Senti-me completamente nu, como no dia em que nasci. Esse foi o sentimento, inevitável, que me tomou ao saber da decisão do Supremo, que retirou a obrigatoriedade do diploma de jornalista. Em vinte anos de profissão, jamais tive que mostrar meu diploma da UFPR para provar que sou jornalista. Mesmo assim, é humilhante. Como bem lembrou a diretoria da Fenaj, essa decisão “humilha a memória de gerações de jornalistas”.
Gilmar, mentes! Não sabes o que é ser jornalista. Jamais saberás. Podes até exercer a profissão, agora que igualastes a todos: a faxineira, o analfabeto, os juízes do Supremo. Mesmo assim, jamais saberás os caminhos dessa profissão, dessa missão. Porque todo jornalista sabe que o diploma não é o fim, é o início. Não é a pedra no caminho, antes é o apoio para a longa caminhada.
A faculdade não ensina a ser jornalista, mas ali se aprende a respeitar a profissão e, principalmente, os bons profissionais. Nem todo grande jornalista saiu da faculdade. Mas, aqueles que têm a humildade de reconhecer os ensinamentos contidos numa universidade, já estão um passo à frente.
Num país onde a educação enfrenta enormes desafios, uma decisão como essa, a do Supremo, é um tiro no pé. Isso não tem nada a ver, por exemplo, com os blogueiros que democratizaram a informação na internet. Não é essa a questão, nunca foi. Diploma não limita a liberdade de expressão. Outro dia, o dono de um blog esportivo se desculpou por um erro de português, dizendo simplesmente: “não sou jornalista”. Tá desculpado! Até jornalistas formados erram. Até o Supremo erra. Deixem os blogueiros trabalhar, que sejam felizes!

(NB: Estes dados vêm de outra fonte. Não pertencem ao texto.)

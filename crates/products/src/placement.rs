//! Leaf-only placement of products.

use taxonomy_core::{CatalogError, CatalogResult, ClassTree, NewProduct, ensure_name};

/// Check the submission itself before touching storage.
pub fn validate_product(product: &NewProduct) -> CatalogResult<()> {
    ensure_name("product", &product.name)?;
    ensure_name("class", &product.class)?;
    for value in &product.values {
        ensure_name("param", &value.param)?;
    }
    Ok(())
}

/// Products may only attach to classes without children.
pub fn ensure_leaf(class: &ClassTree) -> CatalogResult<()> {
    if !class.is_leaf() {
        return Err(CatalogError::invalid_placement(format!(
            "class '{}' has {} child classes; products attach only to leaf classes",
            class.name,
            class.children.len()
        )));
    }
    Ok(())
}
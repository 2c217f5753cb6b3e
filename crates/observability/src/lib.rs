//! Process-wide tracing setup for the taxonomy binaries.

pub mod subscriber;

pub use subscriber::{DEFAULT_FILTER, LogFormat};

/// Initialize tracing with the default filter.
///
/// This is safe to call multiple times; subsequent calls become no-ops.
pub fn init() {
    subscriber::init(DEFAULT_FILTER);
}
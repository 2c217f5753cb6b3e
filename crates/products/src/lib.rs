//! Products domain module.
//!
//! Rules binding products to the class hierarchy: products attach only to leaf
//! classes, and every supplied value must name an attribute the class inherits.
//! Deterministic logic only (no IO, no storage).

pub mod binding;
pub mod placement;

pub use binding::{BoundValue, bind_values};
pub use placement::{ensure_leaf, validate_product};
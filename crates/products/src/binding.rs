//! Binding submitted `(param name, value)` pairs to declaring class params.

use std::collections::{HashMap, HashSet};

use taxonomy_core::{CatalogError, CatalogResult, ClassParam, ClassParamId, NewValue};

/// A product value resolved to the class param that declared its attribute.
#[derive(Debug, Clone, PartialEq, Eq)]
pub struct BoundValue {
    pub class_param_id: ClassParamId,
    pub value: String,
}

/// Resolve each value against the attribute closure of the product's class.
///
/// `closure` is ordered ancestor-first. When one param name is declared at
/// several levels, the declaration closest to the product's class wins.
/// A name outside the closure is `NotFound`; a name supplied twice is a
/// `Conflict` (one value per declaring class param).
pub fn bind_values(
    product: &str,
    closure: &[ClassParam],
    values: &[NewValue],
) -> CatalogResult<Vec<BoundValue>> {
    let mut by_name: HashMap<&str, ClassParamId> = HashMap::with_capacity(closure.len());
    for cp in closure {
        by_name.insert(cp.param.name.as_str(), cp.id);
    }

    let mut seen = HashSet::with_capacity(values.len());
    let mut bound = Vec::with_capacity(values.len());
    for value in values {
        let class_param_id = *by_name.get(value.param.as_str()).ok_or_else(|| {
            CatalogError::not_found(format!(
                "param '{}' is not declared by the class of product '{}' or its ancestors",
                value.param, product
            ))
        })?;
        if !seen.insert(class_param_id) {
            return Err(CatalogError::conflict(format!(
                "product '{}' has more than one value for param '{}'",
                product, value.param
            )));
        }
        bound.push(BoundValue {
            class_param_id,
            value: value.value.clone(),
        });
    }
    Ok(bound)
}
//! Integration tests for the catalog engine over the in-memory store.
//!
//! Tests: submission → Catalog → CatalogTx → reads
//!
//! Verifies:
//! - Inherited attributes resolve ancestor-first and never leak downwards
//! - Stored trees reconstruct to the submitted shape
//! - Products attach only to leaves and only bind inherited params
//! - Deletes and replaces cascade; failed operations leave no trace

use taxonomy_core::{CatalogError, ClassId, NewClass, NewParam, NewProduct, NewUnit, ProductId};
use taxonomy_hierarchy::isomorphic;

use crate::catalog::Catalog;
use crate::store::InMemoryCatalogStore;

async fn setup() -> Catalog<InMemoryCatalogStore> {
    let catalog = Catalog::new(InMemoryCatalogStore::new());
    catalog
        .ensure_units(&[NewUnit::new("U1", "u1"), NewUnit::new("U2", "u2")])
        .await
        .unwrap();
    catalog
        .ensure_value_types(&["string".to_string(), "int".to_string()])
        .await
        .unwrap();
    catalog
}

fn vehicle() -> NewClass {
    NewClass::new("Vehicle", "U1")
        .with_param(NewParam::new("color", "string", "U1"))
        .with_child(NewClass::new("Car", "U1").with_param(NewParam::new("doors", "int", "U1")))
}

fn tesla() -> NewProduct {
    NewProduct::new("Tesla", "Car")
        .with_value("color", "red")
        .with_value("doors", "4")
}

/// Creates Vehicle > Car and returns (vehicle, car).
async fn with_vehicle(catalog: &Catalog<InMemoryCatalogStore>) -> (ClassId, ClassId) {
    let vehicle_id = catalog.create_subtree(&vehicle(), None).await.unwrap();
    let car_id = catalog.read_subtree("Car").await.unwrap().id;
    (vehicle_id, car_id)
}

fn param_names(params: &[taxonomy_core::ClassParam]) -> Vec<&str> {
    params.iter().map(|cp| cp.param.name.as_str()).collect()
}

#[tokio::test]
async fn vehicle_car_tesla_round_trip() {
    let catalog = setup().await;
    let (vehicle_id, car_id) = with_vehicle(&catalog).await;

    let car = catalog.read_class(car_id, true).await.unwrap();
    assert_eq!(car.parent, Some(vehicle_id));
    assert_eq!(car.unit.name, "U1");
    assert_eq!(param_names(&car.params), vec!["color", "doors"]);
    assert_eq!(car.params[0].class_id, vehicle_id);
    assert_eq!(car.params[1].class_id, car_id);

    let ids = catalog.create_products(&[tesla()]).await.unwrap();
    let product = catalog.read_product(ids[0]).await.unwrap();
    assert_eq!(product.name, "Tesla");
    assert_eq!(product.class.id, car_id);
    assert_eq!(product.values.len(), 2);
    assert_eq!(product.value_of("color"), Some("red"));
    assert_eq!(product.value_of("doors"), Some("4"));

    let color = product
        .values
        .iter()
        .find(|v| v.class_param.param.name == "color")
        .unwrap();
    assert_eq!(color.class_param.class_id, vehicle_id);
    assert_eq!(color.class_param.param.value_type.name, "string");
    assert_eq!(
        color.class_param.param.owner_unit.as_ref().map(|u| u.name.as_str()),
        Some("U1")
    );

    let err = catalog
        .create_products(&[NewProduct::new("Chassis", "Vehicle")])
        .await
        .unwrap_err();
    assert!(matches!(err, CatalogError::InvalidPlacement(_)));
}

#[tokio::test]
async fn closure_never_includes_descendant_params() {
    let catalog = setup().await;
    let (vehicle_id, car_id) = with_vehicle(&catalog).await;

    let root = catalog.read_class(vehicle_id, true).await.unwrap();
    assert_eq!(param_names(&root.params), vec!["color"]);

    let own = catalog.read_class(car_id, false).await.unwrap();
    assert_eq!(param_names(&own.params), vec!["doors"]);

    let resolved = catalog.resolve_attributes(car_id).await.unwrap();
    assert_eq!(param_names(&resolved), vec!["color", "doors"]);
}

#[tokio::test]
async fn value_outside_the_closure_is_not_found() {
    let catalog = setup().await;
    let truck = NewClass::new("Truck", "U1").with_param(NewParam::new("payload", "int", "U1"));
    let (vehicle_id, _) = with_vehicle(&catalog).await;
    catalog.create_subtree(&truck, Some(vehicle_id)).await.unwrap();

    // "payload" lives on a sibling branch, not on Car's chain.
    let err = catalog
        .create_products(&[NewProduct::new("Tesla", "Car").with_value("payload", "900")])
        .await
        .unwrap_err();
    assert!(matches!(err, CatalogError::NotFound(_)));

    let err = catalog
        .create_products(&[NewProduct::new("Tesla", "Car").with_value("wheels", "4")])
        .await
        .unwrap_err();
    assert!(matches!(err, CatalogError::NotFound(_)));
}

#[tokio::test]
async fn product_on_missing_class_is_not_found() {
    let catalog = setup().await;
    let err = catalog
        .create_products(&[NewProduct::new("Ghost", "Nowhere")])
        .await
        .unwrap_err();
    assert!(matches!(err, CatalogError::NotFound(_)));
}

#[tokio::test]
async fn delete_removes_every_descendant() {
    let catalog = setup().await;
    let (vehicle_id, car_id) = with_vehicle(&catalog).await;
    let product = catalog.create_products(&[tesla()]).await.unwrap()[0];

    catalog.delete_class(vehicle_id).await.unwrap();

    for id in [vehicle_id, car_id] {
        let err = catalog.read_class(id, false).await.unwrap_err();
        assert!(matches!(err, CatalogError::NotFound(_)));
    }
    assert!(matches!(
        catalog.read_product(product).await.unwrap_err(),
        CatalogError::NotFound(_)
    ));
    assert!(catalog.read_class_tree().await.unwrap().is_empty());
    assert!(matches!(
        catalog.delete_class(vehicle_id).await.unwrap_err(),
        CatalogError::NotFound(_)
    ));
}
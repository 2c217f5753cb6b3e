//! Store selection from the environment.
//!
//! | variable | default | meaning |
//! |---|---|---|
//! | `USE_PERSISTENT_STORES` | `false` | use Postgres instead of the in-memory store |
//! | `DATABASE_URL` | (required when persistent) | Postgres connection string |
//! | `DATABASE_MAX_CONNECTIONS` | `5` | pool size |

use thiserror::Error;

pub const DEFAULT_MAX_CONNECTIONS: u32 = 5;

#[derive(Debug, Error, Clone, PartialEq, Eq)]
pub enum ConfigError {
    #[error("DATABASE_URL must be set when USE_PERSISTENT_STORES=true")]
    MissingDatabaseUrl,

    #[error("invalid value for {name}: {value:?}")]
    Invalid { name: &'static str, value: String },
}

#[derive(Debug, Clone, PartialEq, Eq)]
pub enum StoreConfig {
    InMemory,
    Postgres {
        database_url: String,
        max_connections: u32,
    },
}

impl StoreConfig {
    pub fn in_memory() -> Self {
        StoreConfig::InMemory
    }

    pub fn from_env() -> Result<Self, ConfigError> {
        Self::from_lookup(|name| std::env::var(name).ok())
    }

    /// Build the config from any variable source.
    pub fn from_lookup(lookup: impl Fn(&str) -> Option<String>) -> Result<Self, ConfigError> {
        let use_persistent = match lookup("USE_PERSISTENT_STORES") {
            None => false,
            Some(raw) => raw
                .trim()
                .parse::<bool>()
                .map_err(|_| invalid("USE_PERSISTENT_STORES", raw))?,
        };
        if !use_persistent {
            return Ok(StoreConfig::InMemory);
        }

        let database_url = lookup("DATABASE_URL")
            .filter(|url| !url.trim().is_empty())
            .ok_or(ConfigError::MissingDatabaseUrl)?;
        let max_connections = match lookup("DATABASE_MAX_CONNECTIONS") {
            None => DEFAULT_MAX_CONNECTIONS,
            Some(raw) => match raw.trim().parse::<u32>() {
                Ok(n) if n > 0 => n,
                _ => return Err(invalid("DATABASE_MAX_CONNECTIONS", raw)),
            },
        };

        Ok(StoreConfig::Postgres {
            database_url,
            max_connections,
        })
    }

    pub fn is_persistent(&self) -> bool {
        matches!(self, StoreConfig::Postgres { .. })
    }
}

impl Default for StoreConfig {
    fn default() -> Self {
        Self::in_memory()
    }
}

fn invalid(name: &'static str, value: String) -> ConfigError {
    ConfigError::Invalid { name, value }
}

A questão crucial é outra. Envolve o monopólio da mídia, algo que a grande maioria da população pouco sabe a respeito. O cidadão comum não tem tempo para questionar, por exemplo, o motivo pelo qual meia-dúzia de famílias lotearam para si os grandes jornais, as grandes revistas, as redes nacionais de rádio e as grandes emissoras de televisão. Desconfio que não foi para o bem da imensa maioria da população, embora eles insistam em dizer o contrário.
Questionar é tarefa para jornalistas. Sempre foi e continuará sendo. Cozinheiros continuarão aparecendo na TV para comentar sobre culinária. Nunca foi proibido. Médicos, dentistas e advogados continuarão escrevendo artigos de opinião em grandes jornais e revistas do país, como sempre fizeram. Nada disso era proibido, nem agora será.
Mas, então, para que se “derrubar” o diploma? A quem interessava essa decisão do Supremo? Quando o presidente da ABI, Maurício Azêdo, afirma em nota que a decisão “expõe os jornalistas a riscos e fragilidades”, não está exagerando. O alvo dessa decisão do Supremo somos nós, jornalistas, e essa nossa insistência em questionar, em apurar, em investigar os fatos e os motivos.
Viramos alvo, ficamos nus, estamos expostos. Imagino agora tudo aquilo que nossos bravos colegas do passado enfrentaram durante os anos da repressão, nos fatos ignorados pelas lembranças de minha infância. Passo a passo, primeiro a censura, depois a tortura, as mortes anônimas, o exílio de muitos, até que o assassinato do jornalista Vladimir Herzog fizesse transbordar todo o sentimento de revolta nacional e, a partir dali, se iniciasse a retomada gradual para a abertura política.
A ditadura se foi, mas hoje rasgaram o diploma de milhares de colegas jornalistas, numa canetada só! Ah, isso sim cheira a chumbo! É fechar caminhos para a democracia e para a liberdade de expressão. Hoje, os verdadeiros donos do “quarto poder” destróem equipamentos das rádios comunitárias e jogam diplomas no lixo. E amanhã, qual será a decisão?
Penso em quem será capaz de segurar essa sanha pelo monopólio da informação e suas benesses econômicas e políticas. Brincando de “grande irmão” da democracia, derrubaram o diploma com voracidade e rapidez. Um direito conquistado há 40 anos, reivindicado há 90 anos, foi sumariamente atirado no limbo.
A vontade dos 80 mil jornalistas brasileiros e da maioria da população foi ignorada. Não tivemos a oportunidade de decidir por nós mesmos, fosse qual fosse essa decisão, contra ou a favor do diploma. Mais uma vez, venceu a meia-dúzia de sempre, com o apoio de mais sete ou oito. Fez-se a vontade suprema.
* Sandro Benjamim André, jornalista.